Valorant does not currently support Frame Generation technologies like DLSS 3 or FSR 3. Your performance is based entirely on native rendering. If the game adds support in a future update, newer GPUs will benefit the most.
Valorant requires at minimum a Core 2 Duo E8400 (CPU) and GeForce GT 730 (GPU) with 4 GB RAM and 23 GB storage. For the recommended experience, you need a Core i3-4150 and GeForce GTX 1050 Ti with 8 GB RAM. Your setup meets the minimum requirements but falls short of the recommended specs. You may need to lower some settings for smooth performance.

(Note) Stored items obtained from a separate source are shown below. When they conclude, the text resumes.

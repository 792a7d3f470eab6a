//! Gears CLI: run a script, evaluate a string, or start the REPL.

use std::env;
use std::fs;
use std::io::{self, BufRead, Write};
use std::process;

use colored::Colorize;
use tracing_subscriber::EnvFilter;

use gears::error::GearsError;
use gears::{Vm, VmConfig};

const VERSION: &str = env!("CARGO_PKG_VERSION");

/// CLI command to execute.
enum Command {
    /// Run a script file
    Run { file: String },
    /// Evaluate a string
    Eval { code: String },
    /// Start the REPL
    Repl,
}

/// CLI options parsed from arguments.
struct Options {
    command: Command,
    disassemble: bool,
    trace: bool,
}

fn print_usage() {
    eprintln!("Gears {} - bytecode VM", VERSION);
    eprintln!();
    eprintln!("Usage: gears [options] [script.gears]");
    eprintln!("       gears -e <code>");
    eprintln!();
    eprintln!("Options:");
    eprintln!("  --disassemble   Print the bytecode listing instead of running");
    eprintln!("  --trace         Log every executed instruction (needs GEARS_LOG=debug)");
    eprintln!("  -e <code>       Evaluate code directly");
    eprintln!("  --help, -h      Show this help message");
    eprintln!("  --version, -V   Show version");
    eprintln!();
    eprintln!("Environment:");
    eprintln!("  GEARS_LOG          Log filter (default: warn)");
    eprintln!("  GEARS_TRACE        Same as --trace when set to 1");
    eprintln!("  GEARS_MAX_FRAMES   Maximum call depth (default: 256)");
    eprintln!();
    eprintln!("Examples:");
    eprintln!("  gears                     Start interactive REPL");
    eprintln!("  gears script.gears        Run a script file");
    eprintln!("  gears -e 'print 1 + 1;'   Evaluate code directly");
}

fn parse_args() -> Options {
    let args: Vec<String> = env::args().skip(1).collect();
    let mut command = None;
    let mut disassemble = false;
    let mut trace = false;

    let mut i = 0;
    while i < args.len() {
        match args[i].as_str() {
            "--help" | "-h" => {
                print_usage();
                process::exit(0);
            }
            "--version" | "-V" => {
                println!("gears {}", VERSION);
                process::exit(0);
            }
            "--disassemble" => disassemble = true,
            "--trace" => trace = true,
            "-e" => {
                i += 1;
                match args.get(i) {
                    Some(code) => command = Some(Command::Eval { code: code.clone() }),
                    None => {
                        eprintln!("-e requires code to evaluate");
                        print_usage();
                        process::exit(64);
                    }
                }
            }
            arg if arg.starts_with('-') => {
                eprintln!("Unknown option: {}", arg);
                print_usage();
                process::exit(64);
            }
            file => {
                if command.is_some() {
                    eprintln!("Only one script may be given");
                    process::exit(64);
                }
                command = Some(Command::Run {
                    file: file.to_string(),
                });
            }
        }
        i += 1;
    }

    Options {
        command: command.unwrap_or(Command::Repl),
        disassemble,
        trace,
    }
}

fn init_logging() {
    let filter = EnvFilter::try_from_env("GEARS_LOG").unwrap_or_else(|_| EnvFilter::new("warn"));
    tracing_subscriber::fmt()
        .with_env_filter(filter)
        .with_writer(io::stderr)
        .init();
}

fn main() {
    init_logging();
    let options = parse_args();

    match &options.command {
        Command::Repl => run_repl(&options),
        Command::Run { file } => run_file(file, &options),
        Command::Eval { code } => run_source(code, &options),
    }
}

fn config_for(options: &Options) -> VmConfig {
    let mut config = VmConfig::from_env();
    if options.trace {
        config.trace_execution = true;
    }
    config
}

fn run_file(path: &str, options: &Options) {
    let source = match fs::read_to_string(path) {
        Ok(source) => source,
        Err(e) => {
            report(&GearsError::Io(e));
            process::exit(74);
        }
    };
    run_source(&source, options);
}

fn run_source(source: &str, options: &Options) {
    let result = if options.disassemble {
        gears::disassemble(source).map(|listing| print!("{}", listing))
    } else {
        let mut vm = Vm::with_config(config_for(options));
        vm.interpret_source(source)
    };

    if let Err(e) = result {
        report(&e);
        process::exit(exit_code(&e));
    }
}

fn exit_code(err: &GearsError) -> i32 {
    match err {
        GearsError::Lexer(_) | GearsError::Compile(_) => 65,
        GearsError::Runtime(_) => 70,
        GearsError::Io(_) => 74,
    }
}

fn report(err: &GearsError) {
    match err {
        GearsError::Compile(errs) => {
            for e in errs.iter() {
                eprintln!("{} {}", "error:".red().bold(), e);
            }
        }
        other => eprintln!("{} {}", "error:".red().bold(), other),
    }
}

/// Line REPL. Globals persist between entries; an entry whose braces are not
/// yet balanced continues on the next line.
fn run_repl(options: &Options) {
    println!("Gears {} - REPL", VERSION);
    println!("Type .exit or press Ctrl-D to quit.\n");

    let mut vm = Vm::with_config(config_for(options));
    let stdin = io::stdin();
    let mut buffer = String::new();
    let mut balance: i32 = 0;

    loop {
        let prompt = if buffer.is_empty() { ">> " } else { ".. " };
        print!("{}", prompt.cyan());
        if io::stdout().flush().is_err() {
            return;
        }

        let mut line = String::new();
        match stdin.lock().read_line(&mut line) {
            Ok(0) => {
                println!();
                return;
            }
            Ok(_) => {}
            Err(e) => {
                report(&GearsError::Io(e));
                return;
            }
        }

        if buffer.is_empty() && line.trim() == ".exit" {
            return;
        }

        balance += brace_delta(&line);
        buffer.push_str(&line);
        if balance > 0 {
            continue;
        }

        let entry = std::mem::take(&mut buffer);
        balance = 0;
        if entry.trim().is_empty() {
            continue;
        }

        let result = if options.disassemble {
            gears::disassemble(&entry).map(|listing| print!("{}", listing))
        } else {
            vm.interpret_source(&entry)
        };
        if let Err(e) = result {
            report(&e);
        }
    }
}

fn brace_delta(line: &str) -> i32 {
    let mut delta = 0;
    let mut in_string = false;
    for c in line.chars() {
        match c {
            '"' => in_string = !in_string,
            '{' if !in_string => delta += 1,
            '}' if !in_string => delta -= 1,
            _ => {}
        }
    }
    delta
}
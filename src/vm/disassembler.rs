//! Bytecode disassembler for debug output.

use super::chunk::{Chunk, FunctionProto};
use super::opcode::Op;

/// Disassemble a function prototype, and every function nested in it, to a
/// human-readable string.
pub fn disassemble(proto: &FunctionProto) -> String {
    let mut out = String::new();
    let name = if proto.name.is_empty() {
        "<script>"
    } else {
        &proto.name
    };
    out.push_str(&format!(
        "== {} (arity={}, upvalues={}) ==\n",
        name,
        proto.arity,
        proto.upvalue_descriptors.len()
    ));
    disassemble_chunk(&proto.chunk, &mut out);

    // Recursively disassemble nested functions
    for nested in &proto.chunk.functions {
        out.push('\n');
        out.push_str(&disassemble(nested));
    }
    out
}

fn disassemble_chunk(chunk: &Chunk, out: &mut String) {
    let mut offset = 0;
    while offset < chunk.len() {
        let (text, next) = disassemble_instruction(chunk, offset);
        out.push_str(&text);
        out.push('\n');
        offset = next;
    }
}

/// Render the instruction at `offset`. Returns the text and the offset of the
/// next instruction.
pub fn disassemble_instruction(chunk: &Chunk, offset: usize) -> (String, usize) {
    let line = chunk.line_at(offset);
    let line_str = if offset > 0 && chunk.lines.get(offset - 1).copied() == Some(line) {
        "   |".to_string()
    } else {
        format!("{:4}", line)
    };
    let prefix = format!("{:04} {} ", offset, line_str);

    let byte = chunk.code.get(offset).copied().unwrap_or(0);
    let op = match Op::try_from(byte) {
        Ok(op) => op,
        Err(byte) => return (format!("{}UNKNOWN 0x{:02x}", prefix, byte), offset + 1),
    };
    let u16_at = |at: usize| chunk.read_u16(at).unwrap_or(0);

    let (operands, next) = match op {
        Op::Constant => {
            let index = u16_at(offset + 1);
            let value = match chunk.read_constant_value(index as usize) {
                Some(v) => format!("{:?}", v),
                None => "???".to_string(),
            };
            (format!("{:>5} ({})", index, value), offset + 3)
        }
        Op::String => {
            let at = u16_at(offset + 1);
            (
                format!("{:>5} (\"{}\")", at, string_at(chunk, at)),
                offset + 3,
            )
        }
        Op::Function => {
            let index = u16_at(offset + 1);
            let name = chunk
                .functions
                .get(index as usize)
                .map(|f| format!("<fn {}>", f.name))
                .unwrap_or_else(|| "???".to_string());
            (format!("{:>5} ({})", index, name), offset + 3)
        }
        Op::GetGlobal
        | Op::DefineGlobal
        | Op::SetGlobal
        | Op::GetProperty
        | Op::SetProperty
        | Op::GetSuper
        | Op::Class
        | Op::Method => {
            let at = u16_at(offset + 1);
            (format!("{:>5} ({})", at, string_at(chunk, at)), offset + 3)
        }
        Op::GetLocal | Op::SetLocal | Op::GetUpvalue | Op::SetUpvalue => {
            (format!("{:>5}", u16_at(offset + 1)), offset + 3)
        }
        Op::Jump | Op::JumpIfFalse => {
            let jump = u16_at(offset + 1) as usize;
            (format!("{:>5} -> {}", jump, offset + 3 + jump), offset + 3)
        }
        Op::Loop => {
            let jump = u16_at(offset + 1) as usize;
            (
                format!("{:>5} -> {}", jump, (offset + 3).saturating_sub(jump)),
                offset + 3,
            )
        }
        Op::Call => {
            let argc = chunk.code.get(offset + 1).copied().unwrap_or(0);
            (format!("{:>5}", argc), offset + 2)
        }
        Op::Invoke | Op::SuperInvoke => {
            let at = u16_at(offset + 1);
            let argc = chunk.code.get(offset + 3).copied().unwrap_or(0);
            (
                format!("({} args) {:>5} ({})", argc, at, string_at(chunk, at)),
                offset + 4,
            )
        }
        Op::Closure => {
            let count = u16_at(offset + 1) as usize;
            let mut text = format!("{:>5}", count);
            let mut cursor = offset + 3;
            for _ in 0..count {
                let is_local = chunk.code.get(cursor).copied().unwrap_or(0) == 1;
                let index = u16_at(cursor + 1);
                text.push_str(&format!(
                    " [{} {}]",
                    if is_local { "local" } else { "upvalue" },
                    index
                ));
                cursor += 3;
            }
            (text, cursor)
        }
        Op::Nil
        | Op::True
        | Op::False
        | Op::Pop
        | Op::Equal
        | Op::Greater
        | Op::Less
        | Op::Add
        | Op::Subtract
        | Op::Multiply
        | Op::Divide
        | Op::Not
        | Op::Negate
        | Op::Print
        | Op::CloseUpvalue
        | Op::Return
        | Op::Inherit => (String::new(), offset + 1),
    };

    let text = if operands.is_empty() {
        format!("{}{}", prefix, op.name())
    } else {
        format!("{}{:<14}{}", prefix, op.name(), operands)
    };
    (text, next)
}

fn string_at(chunk: &Chunk, offset: u16) -> &str {
    chunk.read_constant_string(offset as usize).unwrap_or("?")
}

These Valorant FPS results are not arbitrary numbers. They come from calculations informed by thousands of real gaming benchmarks, and the typical accuracy range is around 10% to 15%. That makes them far more useful than generic FPS calculators that simply invent values without a benchmark foundation. Actual in-game performance can still vary with drivers, updates, RAM configuration, cooling, and the exact scene being rendered.
Performance estimates are based on synthetic benchmarks and hardware capabilities.
Results may vary based on drivers, OS, and background processes.